INSTRUCTIONS TO FOLLOW
Please find how many lines of the data contain the string "MissingVersion", and respond with that number only.

****

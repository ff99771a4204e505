use crate::config::{APPLICATION_FILE, ENVIRONMENTS_DIR};

/// Directory holding every service of an environment.
pub fn env_dir(env: &str) -> String {
    join(&[ENVIRONMENTS_DIR, env])
}

/// `environments/{env}/{service}/application.yaml`
pub fn manifest_path(env: &str, service: &str) -> String {
    join(&[ENVIRONMENTS_DIR, env, service, APPLICATION_FILE])
}

/// `{charts_dir}/{service}/.argocd-source-{service}-{env}.yaml`
pub fn source_tracking_path(
    charts_dir: &str,
    service: &str,
    env: &str,
) -> String {
    let file = format!(".argocd-source-{service}-{env}.yaml");
    join(&[charts_dir, service, &file])
}

fn join(parts: &[&str]) -> String {
    parts
        .iter()
        .map(|p| p.trim_matches('/'))
        .filter(|p| !p.is_empty())
        .collect::<Vec<&str>>()
        .join("/")
}
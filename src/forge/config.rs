//! Configuration for the remote repository connection.
use secrecy::SecretString;

/// Remote repository connection configuration for authenticating and
/// interacting with the forge.
#[derive(Debug, Clone)]
pub struct RemoteConfig {
    /// Remote forge host (e.g., "github.com").
    pub host: String,
    /// URL scheme (http or https).
    pub scheme: String,
    /// Repository owner.
    pub owner: String,
    /// Repository name.
    pub repo: String,
    /// Full repository path, `owner/repo`.
    pub path: String,
    /// Access token for authentication. Lives for a single run only.
    pub token: SecretString,
    /// Log remote mutations instead of performing them.
    pub dry_run: bool,
}

impl Default for RemoteConfig {
    fn default() -> Self {
        Self {
            host: "".to_string(),
            scheme: "".to_string(),
            owner: "".to_string(),
            repo: "".to_string(),
            path: "".to_string(),
            token: SecretString::from("".to_string()),
            dry_run: false,
        }
    }
}

impl RemoteConfig {
    /// Base URI of the REST API. github.com is served from `api.github.com`
    /// while Enterprise hosts serve it under `/api/v3`.
    pub fn api_base_uri(&self) -> String {
        if self.host == "github.com" {
            format!("{}://api.{}", self.scheme, self.host)
        } else {
            format!("{}://{}/api/v3", self.scheme, self.host)
        }
    }
}
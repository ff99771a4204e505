//! Interface to the Git forge hosting the GitOps repository.
//!
//! Provides token-based authentication, file reads and commits, branch
//! creation and pull requests through a common trait so the workflow can
//! be exercised against a mock.

/// Configuration and authentication for the remote repository.
pub mod config;

/// GitHub API client implementation for GitHub.com and Enterprise.
pub mod github;

/// Dry-run aware wrapper around a forge implementation.
pub mod manager;

/// Request and response types shared by forge implementations.
pub mod request;

/// Common traits for forge platform abstraction.
pub mod traits;
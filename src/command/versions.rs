//! Collect the image tags deployed in one environment and write them into
//! the application manifests of another.
use log::*;
use std::collections::BTreeMap;

use crate::{
    command::common::commit_manifest,
    error::GitopsError,
    forge::manager::ForgeManager,
    manifest::{Application, image_tag_from_source},
    path_helpers::{env_dir, manifest_path, source_tracking_path},
    result::Result,
};

/// Service name to image tag.
pub type Versions = BTreeMap<String, String>;

/// Reads `{dir}/{service}/.argocd-source-{service}-{env}.yaml` for every
/// service directory under `dir` and returns the `image.tag` recorded in
/// each. Fails on the first service missing the file or the parameter.
pub async fn get_versions(
    forge: &ForgeManager,
    dir: &str,
    env: &str,
) -> Result<Versions> {
    let mut versions = Versions::new();

    for service in forge.list_subdirectories(dir).await? {
        let path = source_tracking_path(dir, &service, env);
        let file = forge.load_file(&path).await?;
        let tag = image_tag_from_source(&path, &file.content)?;

        debug!("{service} is running {tag} in {env}");

        versions.insert(service, tag);
    }

    info!("collected {} versions from {env}", versions.len());

    Ok(versions)
}

/// Rewrites the `image.tag` helm parameter of every service under
/// `environments/{env}` with the tag from `versions`, one commit per
/// service onto `branch`. Fails on the first service without a version.
pub async fn update_versions(
    forge: &ForgeManager,
    env: &str,
    versions: &Versions,
    branch: &str,
) -> Result<()> {
    for service in forge.list_subdirectories(&env_dir(env)).await? {
        let tag = versions
            .get(&service)
            .ok_or_else(|| GitopsError::MissingVersion(service.clone()))?;

        let path = manifest_path(env, &service);
        let file = forge.load_file(&path).await?;

        let mut app = Application::parse(&path, &file.content)?;
        app.set_image_tag(tag)?;

        info!("setting {service} to {tag} in {env}");

        commit_manifest(
            forge,
            file,
            &app,
            branch,
            format!("Updated {service} in {env}."),
        )
        .await?;
    }

    Ok(())
}

#[cfg(test)]
mod tests {
    use super::*;
    use crate::{
        forge::request::{GetFileContentRequest, UpdateFileRequest},
        test_helpers::{
            self, application_yaml, file, service_dir, source_tracking_yaml,
        },
    };
    use std::{
        collections::HashMap,
        sync::{Arc, Mutex},
    };

    type Updates = Arc<Mutex<Vec<UpdateFileRequest>>>;

    /// Mock forge listing `dirs` and serving `files` from the default
    /// branch. Every update is captured.
    fn forge_with(
        dirs: HashMap<String, Vec<String>>,
        files: HashMap<String, String>,
        updates: Updates,
    ) -> ForgeManager {
        let mut mock_forge = test_helpers::mock_forge();
        mock_forge.expect_list_directory().returning(
            move |req: GetFileContentRequest| {
                let names = dirs.get(&req.path).cloned().unwrap_or_default();
                Ok(names
                    .iter()
                    .map(|name| service_dir(&req.path, name))
                    .collect())
            },
        );
        mock_forge.expect_get_file_content().returning(
            move |req: GetFileContentRequest| {
                assert_eq!(req.branch.as_deref(), Some("main"));
                Ok(files.get(&req.path).map(|c| file(&req.path, c)))
            },
        );
        mock_forge.expect_update_file().returning(move |req| {
            updates.lock().unwrap().push(req);
            Ok(())
        });
        ForgeManager::new(Box::new(mock_forge))
    }

    fn dirs(dir: &str, names: &[&str]) -> HashMap<String, Vec<String>> {
        HashMap::from([(
            dir.to_string(),
            names.iter().map(|n| n.to_string()).collect(),
        )])
    }

    fn files(entries: &[(&str, String)]) -> HashMap<String, String> {
        entries
            .iter()
            .map(|(path, content)| (path.to_string(), content.clone()))
            .collect()
    }

    fn params_of(content: &str) -> Vec<(String, String)> {
        Application::parse("a.yaml", content)
            .unwrap()
            .helm_parameters()
            .unwrap()
            .iter()
            .map(|p| {
                (
                    p["name"].as_str().unwrap().to_string(),
                    p["value"].as_str().unwrap().to_string(),
                )
            })
            .collect()
    }

    #[tokio::test]
    async fn get_versions_reads_image_tag_per_service() {
        let forge = forge_with(
            dirs("helm-charts", &["svc"]),
            files(&[(
                "helm-charts/svc/.argocd-source-svc-dev.yaml",
                source_tracking_yaml(&[("image.tag", "v1.2.3")]),
            )]),
            Arc::default(),
        );

        let versions =
            get_versions(&forge, "helm-charts", "dev").await.unwrap();

        assert_eq!(
            versions,
            Versions::from([("svc".to_string(), "v1.2.3".to_string())])
        );
    }

    #[tokio::test]
    async fn get_versions_covers_every_service() {
        let forge = forge_with(
            dirs("helm-charts", &["api", "web"]),
            files(&[
                (
                    "helm-charts/api/.argocd-source-api-dev.yaml",
                    source_tracking_yaml(&[
                        ("replicas", "2"),
                        ("image.tag", "api-1"),
                    ]),
                ),
                (
                    "helm-charts/web/.argocd-source-web-dev.yaml",
                    source_tracking_yaml(&[("image.tag", "web-7")]),
                ),
            ]),
            Arc::default(),
        );

        let versions =
            get_versions(&forge, "helm-charts", "dev").await.unwrap();

        assert_eq!(versions.len(), 2);
        assert_eq!(versions["api"], "api-1");
        assert_eq!(versions["web"], "web-7");
    }

    #[tokio::test]
    async fn get_versions_fails_when_source_file_missing() {
        let forge = forge_with(
            dirs("helm-charts", &["svc"]),
            HashMap::new(),
            Arc::default(),
        );

        let err = get_versions(&forge, "helm-charts", "dev")
            .await
            .unwrap_err();

        assert!(matches!(
            err.downcast_ref::<GitopsError>(),
            Some(GitopsError::FileNotFound(_))
        ));
    }

    #[tokio::test]
    async fn get_versions_fails_when_image_tag_missing() {
        let forge = forge_with(
            dirs("helm-charts", &["svc"]),
            files(&[(
                "helm-charts/svc/.argocd-source-svc-dev.yaml",
                source_tracking_yaml(&[("replicas", "1")]),
            )]),
            Arc::default(),
        );

        let err = get_versions(&forge, "helm-charts", "dev")
            .await
            .unwrap_err();

        assert!(matches!(
            err.downcast_ref::<GitopsError>(),
            Some(GitopsError::MissingParameter { .. })
        ));
    }

    #[tokio::test]
    async fn update_versions_replaces_image_tag_and_keeps_order() {
        let updates: Updates = Arc::default();
        let forge = forge_with(
            dirs("environments/production", &["svc"]),
            files(&[(
                "environments/production/svc/application.yaml",
                application_yaml(
                    "svc",
                    &[],
                    &[("replicas", "3"), ("image.tag", "v1.0.0")],
                ),
            )]),
            Arc::clone(&updates),
        );
        let versions =
            Versions::from([("svc".to_string(), "v1.2.3".to_string())]);

        update_versions(&forge, "production", &versions, "prod-push-2024-01-01")
            .await
            .unwrap();

        let updates = updates.lock().unwrap();
        assert_eq!(updates.len(), 1);
        assert_eq!(
            updates[0].path,
            "environments/production/svc/application.yaml"
        );
        assert_eq!(updates[0].branch, "prod-push-2024-01-01");
        assert_eq!(updates[0].message, "Updated svc in production.");
        assert_eq!(
            params_of(&updates[0].content),
            vec![
                ("replicas".to_string(), "3".to_string()),
                ("image.tag".to_string(), "v1.2.3".to_string()),
            ]
        );
    }

    #[tokio::test]
    async fn update_versions_leaves_a_single_image_tag() {
        let updates: Updates = Arc::default();
        let forge = forge_with(
            dirs("environments/production", &["svc"]),
            files(&[(
                "environments/production/svc/application.yaml",
                application_yaml(
                    "svc",
                    &[],
                    &[
                        ("image.tag", "a"),
                        ("image.tag", "b"),
                        ("replicas", "1"),
                        ("image.tag", "c"),
                    ],
                ),
            )]),
            Arc::clone(&updates),
        );
        let versions = Versions::from([("svc".to_string(), "d".to_string())]);

        update_versions(&forge, "production", &versions, "b")
            .await
            .unwrap();

        let params = params_of(&updates.lock().unwrap()[0].content);
        let tags = params.iter().filter(|(n, _)| n == "image.tag").count();
        assert_eq!(tags, 1);
        assert_eq!(params.last().unwrap().1, "d");
    }

    #[tokio::test]
    async fn update_versions_fails_for_service_without_version() {
        let updates: Updates = Arc::default();
        let forge = forge_with(
            dirs("environments/production", &["api", "web"]),
            files(&[
                (
                    "environments/production/api/application.yaml",
                    application_yaml("api", &[], &[("image.tag", "1")]),
                ),
                (
                    "environments/production/web/application.yaml",
                    application_yaml("web", &[], &[("image.tag", "1")]),
                ),
            ]),
            Arc::clone(&updates),
        );
        let versions = Versions::from([("api".to_string(), "2".to_string())]);

        let err = update_versions(&forge, "production", &versions, "b")
            .await
            .unwrap_err();

        assert!(matches!(
            err.downcast_ref::<GitopsError>(),
            Some(GitopsError::MissingVersion(s)) if s == "web"
        ));
        // api was committed before web failed
        assert_eq!(updates.lock().unwrap().len(), 1);
    }
}
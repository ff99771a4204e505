//! Entry orchestration: one branch, one edit per service, one pull request.
use chrono::NaiveDate;
use log::*;

use crate::{
    cli::Args,
    command::{
        annotation,
        branch::{branch_name, create_branch, create_pr, pr_title},
        versions::{get_versions, update_versions},
    },
    config::{Action, CHARTS_DIR, RunConfig},
    error::GitopsError,
    forge::{github::Github, manager::ForgeManager, request::PullRequest},
    path_helpers::env_dir,
    result::Result,
};

/// Resolves the remote from `args`, connects to it and runs the selected
/// action stamped with `today`. The token is resolved before anything
/// else so a missing credential always fails. Unrecognized or missing
/// actions log a warning and do nothing.
pub async fn run(args: &Args, today: NaiveDate) -> Result<()> {
    let remote = args.get_remote()?;

    let Some(action) = args.action() else {
        warn!(
            "unrecognized action {:?}: expected one of pause, resume, push; nothing to do",
            args.action.as_deref().unwrap_or_default()
        );
        return Ok(());
    };

    let config = args.run_config(action, today)?;

    if remote.dry_run {
        warn!("dry_run: no changes will be made to {}", remote.path);
    }

    let github = Github::new(remote).await?;
    let forge = ForgeManager::new(Box::new(github));

    execute(&forge, &config).await?;

    Ok(())
}

/// Creates the run's branch, applies the action to every service and opens
/// the pull request.
pub async fn execute(
    forge: &ForgeManager,
    config: &RunConfig,
) -> Result<PullRequest> {
    let target_env = config.target_env.as_str();
    let branch = branch_name(config.action, target_env, &config.today());

    info!(
        "running {} against {target_env} on branch {branch}",
        config.action
    );

    create_branch(forge, &branch).await?;

    match config.action {
        Action::Pause => {
            let services =
                forge.list_subdirectories(&env_dir(target_env)).await?;
            for service in services {
                annotation::pause(forge, target_env, &service, &branch).await?;
            }
        }
        Action::Resume => {
            let services =
                forge.list_subdirectories(&env_dir(target_env)).await?;
            for service in services {
                annotation::resume(forge, target_env, &service, &branch)
                    .await?;
            }
        }
        Action::Push => {
            let source_env = config.source_env.as_deref().ok_or(
                GitopsError::MissingArgument {
                    action: config.action.as_str(),
                    flag: "source-env",
                },
            )?;

            let versions = get_versions(forge, CHARTS_DIR, source_env).await?;
            debug!("versions from {source_env}: {:#?}", versions);

            update_versions(forge, target_env, &versions, &branch).await?;
        }
    }

    create_pr(forge, &branch, pr_title(config.action, target_env)).await
}
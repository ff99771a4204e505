pub mod cli;
pub mod command;
pub mod config;
pub mod error;
pub mod forge;
pub mod manifest;
pub mod path_helpers;
pub mod result;

pub use cli::Args;
pub use command::run::{execute, run};
pub use result::Result;

#[cfg(test)]
pub mod test_helpers;
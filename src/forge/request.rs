#[derive(Debug, Clone, PartialEq, Eq)]
/// Request to read a file, or list a directory, at an optional branch.
/// `None` reads from the default branch.
pub struct GetFileContentRequest {
    pub branch: Option<String>,
    pub path: String,
}

#[derive(Debug, Clone, PartialEq, Eq)]
/// Decoded file content along with the blob sha required to update it.
pub struct FileContent {
    /// Relative path to the file starting from repo root
    pub path: String,
    pub sha: String,
    pub content: String,
}

#[derive(Debug, Clone, Copy, PartialEq, Eq)]
pub enum EntryKind {
    File,
    Dir,
    Other,
}

impl EntryKind {
    /// Maps the `type` field reported by the contents API.
    pub fn from_api_type(kind: &str) -> Self {
        match kind {
            "file" => Self::File,
            "dir" => Self::Dir,
            _ => Self::Other,
        }
    }
}

#[derive(Debug, Clone, PartialEq, Eq)]
/// Immediate child of a remote directory.
pub struct DirEntry {
    pub name: String,
    pub path: String,
    pub kind: EntryKind,
}

#[derive(Debug, Clone, PartialEq, Eq)]
/// Request to create a branch pointing at an existing commit.
pub struct CreateBranchRequest {
    pub branch: String,
    pub sha: String,
}

#[derive(Debug, Clone, PartialEq, Eq)]
/// Request to replace the full content of an existing file, producing one
/// commit on `branch`. `sha` is the blob sha the update is based on; the
/// forge rejects the write if the file changed since it was read.
pub struct UpdateFileRequest {
    pub path: String,
    pub branch: String,
    pub message: String,
    pub content: String,
    pub sha: String,
}

#[derive(Debug, Clone, PartialEq, Eq)]
/// Request to create a new pull request.
pub struct CreatePrRequest {
    pub head_branch: String,
    pub base_branch: String,
    pub title: String,
}

#[derive(Debug, Clone, PartialEq, Eq)]
/// Pull request opened on the forge.
pub struct PullRequest {
    pub number: u64,
    pub url: Option<String>,
}

#[cfg(test)]
mod tests {
    use super::*;

    #[test]
    fn entry_kind_maps_api_types() {
        assert_eq!(EntryKind::from_api_type("dir"), EntryKind::Dir);
        assert_eq!(EntryKind::from_api_type("file"), EntryKind::File);
        assert_eq!(EntryKind::from_api_type("symlink"), EntryKind::Other);
        assert_eq!(EntryKind::from_api_type("submodule"), EntryKind::Other);
    }
}
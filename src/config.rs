//! Fixed repository layout and per-run configuration.
use chrono::NaiveDate;
use color_eyre::eyre::eyre;
use derive_builder::Builder;
use std::fmt;

use crate::{error::GitopsError, result::Result};

/// Directory holding one sub-directory per environment.
pub const ENVIRONMENTS_DIR: &str = "environments";
/// Directory of helm charts enumerated when collecting versions for a push.
pub const CHARTS_DIR: &str = "helm-charts";
/// Argo CD application manifest file name inside each service directory.
pub const APPLICATION_FILE: &str = "application.yaml";
/// Helm parameter carrying the deployed image tag.
pub const IMAGE_TAG_PARAM: &str = "image.tag";
/// Value of the ignore-tags annotation that freezes every tag.
pub const IGNORE_TAGS_VALUE: &str = "*";
/// Date format used in branch names.
pub const DATE_FORMAT: &str = "%Y-%m-%d";
/// Repository edited when no --github-repo is given.
pub const DEFAULT_GITHUB_REPO: &str = "https://github.com/antonputra/k8s";

/// Workflow selected with `--action`.
#[derive(Debug, Clone, Copy, PartialEq, Eq)]
pub enum Action {
    /// Freeze image updates for every service in the target environment.
    Pause,
    /// Unfreeze image updates for every service in the target environment.
    Resume,
    /// Copy deployed image tags from the source into the target environment.
    Push,
}

impl Action {
    /// Matches the action name exactly. Anything else yields `None` and the
    /// run does nothing.
    pub fn parse(name: &str) -> Option<Self> {
        match name {
            "pause" => Some(Self::Pause),
            "resume" => Some(Self::Resume),
            "push" => Some(Self::Push),
            _ => None,
        }
    }

    pub fn as_str(&self) -> &'static str {
        match self {
            Self::Pause => "pause",
            Self::Resume => "resume",
            Self::Push => "push",
        }
    }
}

impl fmt::Display for Action {
    fn fmt(&self, f: &mut fmt::Formatter<'_>) -> fmt::Result {
        f.write_str(self.as_str())
    }
}

#[derive(Debug, Builder)]
#[builder(setter(into), build_fn(private, name = "_build"))]
pub struct RunConfigParams {
    pub action: Action,
    #[builder(default)]
    pub source_env: Option<String>,
    #[builder(default)]
    pub target_env: Option<String>,
    pub date: NaiveDate,
}

impl RunConfigParamsBuilder {
    pub fn build(&self) -> Result<RunConfig> {
        let params = self
            ._build()
            .map_err(|e| eyre!("failed to build run config: {e}"))?;
        RunConfig::new(params)
    }
}

/// Everything a single invocation needs besides the remote connection.
#[derive(Debug, Clone, PartialEq, Eq)]
pub struct RunConfig {
    pub action: Action,
    pub source_env: Option<String>,
    pub target_env: String,
    pub date: NaiveDate,
}

impl RunConfig {
    pub fn builder() -> RunConfigParamsBuilder {
        RunConfigParamsBuilder::default()
    }

    fn new(params: RunConfigParams) -> Result<Self> {
        let target_env = non_empty(params.target_env).ok_or(
            GitopsError::MissingArgument {
                action: params.action.as_str(),
                flag: "target-env",
            },
        )?;

        let source_env = non_empty(params.source_env);

        if params.action == Action::Push && source_env.is_none() {
            return Err(GitopsError::MissingArgument {
                action: params.action.as_str(),
                flag: "source-env",
            }
            .into());
        }

        Ok(Self {
            action: params.action,
            source_env,
            target_env,
            date: params.date,
        })
    }

    /// Date stamp embedded in branch names.
    pub fn today(&self) -> String {
        self.date.format(DATE_FORMAT).to_string()
    }
}

fn non_empty(value: Option<String>) -> Option<String> {
    value.filter(|v| !v.trim().is_empty())
}
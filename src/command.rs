//! Workflows executed against the GitOps repository.
//!
//! - **annotation**: pause / resume image updates for one service
//! - **versions**: collect deployed image tags and write them into another
//!   environment
//! - **branch**: branch naming, branch creation and pull requests
//! - **run**: entry orchestration selecting one of the above per `--action`
//!
//! Every workflow follows the same shape: create a dated branch from the
//! default branch, commit one file per service onto it, then open a single
//! pull request. Nothing is retried or rolled back: a failure part way
//! through leaves the branch holding the commits made so far.

/// Pause and resume of argocd-image-updater per service.
pub mod annotation;

/// Branch and pull request helpers.
pub mod branch;

/// Shared helpers for committing edited manifests.
pub mod common;

/// Entry orchestration.
pub mod run;

/// Reading and writing deployed image tags.
pub mod versions;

****

WRITTEN RESPONSE
2